Hail Exception crash during export step - how to diagnose

We are trialing a new on-prem hail cluster. We have an old on-prem cluster which doesn’t display the problem, and we thought we had replicated the provisioning, but we clearly missed something:

We are finding that writing an mt works fine, but exporting is failing, and we can’t work out what to look / tweak to begin to diagnose the problem - any advice appreciated.

Note: This problem happens regardless of whether we’re trying to export tables or matrixtables.

Details below.

import

mt = hl.import_vcf(“s3a://ddd-elgh/chr21.test.vcf.gz”, force_bgz=True)
2019-05-24 15:15:10 Hail: WARN: expected input file `s3a://ddd-elgh/chr21.test.vcf.gz’ to end in .vcf[.bgz, .gz]

write mt works fine

mt.write(“s3a://ddd-elgh/test.mt”, overwrite=True)
2019-05-24 15:15:14 Hail: INFO: Coerced sorted dataset
2019-05-24 15:15:25 Hail: INFO: wrote matrix table with 547 rows and 12644 columns in 2 partitions to s3a://ddd-elgh/test.mt

#export to vcf blows up
hl.export_vcf(mt, “s3a://ddd-elgh/test.vcf”)


FatalError Traceback (most recent call last)
in
----> 1 hl.export_vcf(mt, “s3a://ddd-elgh/test.vcf”)

FatalError: HailException: Expected 2 part files but found 0

Java stack trace:
is.hail.utils.HailException: Expected 2 part files but found 0
at is.hail.utils.ErrorHandling$class.fatal(ErrorHandling.scala:9)
at is.hail.utils.package$.fatal(package.scala:28)
at is.hail.utils.richUtils.RichHadoopConfiguration$.copyMerge$extension(RichHadoopConfiguration.scala:178)
at is.hail.utils.richUtils.RichRDD$.writeTable$extension(RichRDD.scala:84)
at is.hail.io.vcf.ExportVCF$.apply(ExportVCF.scala:466)
at is.hail.expr.ir.MatrixVCFWriter.apply(MatrixWriter.scala:37)
at is.hail.expr.ir.Interpret$.apply(Interpret.scala:751)
at is.hail.expr.ir.Interpret$.apply(Interpret.scala:87)
at is.hail.expr.ir.CompileAndEvaluate$.apply(CompileAndEvaluate.scala:31)
at is.hail.backend.spark.SparkBackend$.execute(SparkBackend.scala:49)
at is.hail.backend.spark.SparkBackend$.executeJSON(SparkBackend.scala:16)
at is.hail.backend.spark.SparkBackend.executeJSON(SparkBackend.scala)
at sun.reflect.NativeMethodAccessorImpl.invoke0(Native Method)
at sun.reflect.NativeMethodAccessorImpl.invoke(NativeMethodAccessorImpl.java:62)
at sun.reflect.DelegatingMethodAccessorImpl.invoke(DelegatingMethodAccessorImpl.java:43)
at java.lang.reflect.Method.invoke(Method.java:498)
at py4j.reflection.MethodInvoker.invoke(MethodInvoker.java:244)
at py4j.reflection.ReflectionEngine.invoke(ReflectionEngine.java:357)
at py4j.Gateway.invoke(Gateway.java:280)
at py4j.commands.AbstractCommand.invokeMethod(AbstractCommand.java:132)
at py4j.commands.CallCommand.execute(CallCommand.java:79)
at py4j.GatewayConnection.run(GatewayConnection.java:214)
at java.lang.Thread.run(Thread.java:748)

This likely has to do with the way the cluster is configured. Are you running on EMR? Does it have HDFS running?

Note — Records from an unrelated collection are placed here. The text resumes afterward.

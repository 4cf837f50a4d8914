//! Subcommand implementations.

pub mod config;
pub mod date;
pub mod send;
//! Send command: handles one chat message end to end.

use std::sync::Arc;

use chrono::{DateTime, Utc};
use tracing::{debug, info};

use agenda_protocol::{Outcome, encode_outcome_pretty};
use agenda_providers::{CalendarProvider, MemoryProvider};
use agenda_service::{Orchestrator, ServiceConfig};

use crate::config::AgendaConfig;
use crate::error::{CliError, CliResult};

/// Builds the calendar provider selected by the flags and configuration.
pub fn build_provider(offline: bool, config: &AgendaConfig) -> CliResult<Arc<dyn CalendarProvider>> {
    if offline {
        debug!("using in-memory calendar");
        return Ok(Arc::new(MemoryProvider::new()));
    }

    #[cfg(feature = "google")]
    {
        use agenda_providers::google::GoogleCalendarProvider;

        let credentials = config.credentials()?;
        if credentials.is_empty() {
            return Err(CliError::Config(
                "no users configured; add a [users] section to config.toml or pass --offline".into(),
            ));
        }
        info!(users = credentials.len(), "using Google Calendar");
        let provider = GoogleCalendarProvider::new(config.google_config(), Arc::new(credentials))?;
        Ok(Arc::new(provider))
    }

    #[cfg(not(feature = "google"))]
    {
        let _ = config;
        Err(CliError::Config(
            "built without Google Calendar support; pass --offline".into(),
        ))
    }
}

/// Runs `message` from `user_id` through the orchestrator.
pub async fn handle(
    provider: Arc<dyn CalendarProvider>,
    service: ServiceConfig,
    user_id: &str,
    message: &str,
    now: DateTime<Utc>,
) -> Outcome {
    let orchestrator = Orchestrator::new(provider, service);
    orchestrator.handle(user_id, message, now).await
}

/// The text printed for an outcome.
pub fn render(outcome: &Outcome, json: bool) -> CliResult<String> {
    if json {
        Ok(encode_outcome_pretty(outcome)?)
    } else {
        Ok(outcome.message.clone())
    }
}

/// Handles the message and prints the reply; returns whether it succeeded.
pub async fn run(
    config: &AgendaConfig,
    offline: bool,
    json: bool,
    user_id: &str,
    message: &str,
    now: DateTime<Utc>,
) -> CliResult<bool> {
    let service = config.service_config()?;
    let provider = build_provider(offline, config)?;
    let outcome = handle(provider, service, user_id, message, now).await;
    println!("{}", render(&outcome, json)?);
    Ok(outcome.is_success())
}

#[cfg(test)]
mod tests {
    use super::*;
    use agenda_core::Action;
    use agenda_protocol::decode_outcome;
    use agenda_providers::CallKind;
    use chrono::TimeZone;

    fn now() -> DateTime<Utc> {
        Utc.with_ymd_and_hms(2024, 6, 1, 16, 0, 0).unwrap()
    }

    #[tokio::test]
    async fn offline_create_then_check() {
        let memory = Arc::new(MemoryProvider::new());
        let service = AgendaConfig::default().service_config().unwrap();

        let created = handle(
            memory.clone(),
            service.clone(),
            "local",
            "/agendar Dentista | mañana 09:30",
            now(),
        )
        .await;
        assert!(created.is_success(), "{:?}", created);

        let listed = handle(memory.clone(), service, "local", "/checar mañana", now()).await;
        assert_eq!(listed.action, Action::Check);
        assert!(listed.message.contains("Domingo 02 Jun 09:30 hrs"));
        assert!(listed.message.contains("📌 **Dentista**"));
        assert_eq!(memory.call_count(CallKind::Insert), 1);
    }

    #[tokio::test]
    async fn json_rendering_decodes() {
        let memory = Arc::new(MemoryProvider::new());
        let outcome = handle(
            memory,
            ServiceConfig::default(),
            "local",
            "/cancelar Gym",
            now(),
        )
        .await;

        let text = render(&outcome, false).unwrap();
        assert_eq!(text, outcome.message);

        let json = render(&outcome, true).unwrap();
        let decoded = decode_outcome(&json).unwrap();
        assert_eq!(decoded, outcome);
    }

    #[test]
    fn offline_provider_is_memory() {
        let provider = build_provider(true, &AgendaConfig::default()).unwrap();
        assert_eq!(provider.name(), "memory");
    }

    #[cfg(feature = "google")]
    #[test]
    fn google_requires_users() {
        let err = build_provider(false, &AgendaConfig::default()).err().unwrap();
        assert!(err.to_string().contains("no users configured"));
    }
}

The difference between write and export_vcf (with parallel=None) is that write directly writes files to the destination directory, but export_vcf writes parallel shards to the temporary directory tmp_dir specified in hl.init. This directory must be a network-visible file system – files written on worker machines must be visible to the driver machine. This defaults to /tmp, which without a full URI uses the default file scheme, which is usually HDFS (a network-visible file system) if it’s running.

If the tmp_dir is not network-visible (say file:///tmp), this error will appear when the driver tries to concatenate the shards into one file, and can’t find pieces it expects to be there.

Is HDFS better/mandatory, or is any network filesystem ok? i.e. does the choice of a specific network filesystem make any difference?

Different network file systems will have different properties, but any network file system should be fine (e.g. lustre works fine). I think object stores like gs or s3 sometimes don’t work in this case, though, since they’re not really network file systems, just pretending.

Thank you. We had set up a shared tmp_dir, but on careful inspection it was not correctly visible to the slaves: once we fixed that, the exports ran fine.